FIELD OF THE DISCLOSURE

The invention relates to a pallet container (referred to below in short as “IBC”) for storage and for transport of in particular hazardous liquid or flowable filling materials, with a thin-walled rigid inner container made from thermoplastic, with a tubular lattice frame which tightly surrounds the plastics inner container as a supporting casing and consists of horizontal and vertical tubular rods which are welded to one another, and with a rectangular base pallet on which the plastics container rests and to which the tubular lattice frame is fixedly connected, wherein the rectangular plastics container has two longer side walls, a shorter rear wall, a shorter front wall, a container base and a top having a central, closeable filling nozzle, wherein two crossbars run at the top of the tubular lattice frame laterally next to the filling nozzle of the plastics inner container and are fastened to the two longer side walls of the tubular lattice frame and over which two holding devices which are arranged on the top and are formed from the plastics material of the plastics inner container engage centrally.

BACKGROUND

In the chemical industry, pallet containers or IBCs to a large extent are predominantly used for transport of liquid chemicals. Said chemical products mainly constitute hazardous liquid filling materials, for the storage and transport of which only appropriately type-tested containers are permitted. During the type test carried out by the Federal Institute for Materials Testing (BAM), various strength and tightness criteria have to be met. Among other things, as simulation for continuous transport vibrations, for IBCs a so-called “vibration test” has to be completed on a vibrating table which exerts extremely high dynamic vibrating loads on the filled pallet container within a very short period of time. The correspondingly driven vibrating table carries out short vertical lifting movements with a double amplitude of 25 mm±5%, with the frequency of the lifting movements being selected such that the pallet container with its base pallet just lifts off the supporting plate of the vibrating table. The test lasts for an hour. The tested pallet container must then not have any leak, any fracture and any rupture/failure of the structural equipment.
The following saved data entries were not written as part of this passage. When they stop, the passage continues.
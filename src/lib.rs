//! Formgate - fixed-window rate limiting for website forms and APIs
//!
//! This crate implements an in-memory, per-client request limiter with named
//! policies for the endpoints a marketing site exposes (contact form, quote
//! requests, newsletter signup, search and so on), an axum middleware that
//! applies them, and a small HTTP decision API.

pub mod config;
pub mod error;
pub mod http;
pub mod ratelimit;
In terms of function, each time the vibrating table abruptly moves upward, a strong hydrodynamic shockwave acts on the liquid column located in the inner container, as a result of which the liquid endeavors to swerve laterally. The side walls of the surrounding lattice cage are thereby pressed elastically outward (in four directions). At the same time, the top with the screw cap on the central filling opening sinks heavily downward. During the subsequent abrupt moving downward of the vibrating table, the outwardly pressed side walls of the lattice cage spring back and the liquid now swerves upward (only in one direction), with the top with the screw cap being vigorously knocked upward. The rapid periodic repetitions of said movement sequences may cause the liquid or the entire container system to enter into resonant vibrations, as a result of which the size of the swerving movements increases further and quickly exceeds critical values, which can lead to tubular rod fractures and tearing open of welded joints of the welded tubular rod junctions.

Pallet containers of the present type with a thin-walled plastics inner container and a surrounding tubular lattice frame (“composite IBCs”) are customarily provided with two tubular-rod-shaped crossbars which run over the top of the plastics inner container laterally next to the filling nozzle and are fastened to the uppermost, horizontally encircling tubular rod of the tubular lattice frame. This serves firstly for stiffening the upper lattice frame region and secondly for securing the plastics inner container within the tubular lattice frame. The intention here, inter alia, is to prevent, for example, if a pallet container is overturned, the filled plastics inner container from slipping out of the lattice cage and no longer being able to be handled.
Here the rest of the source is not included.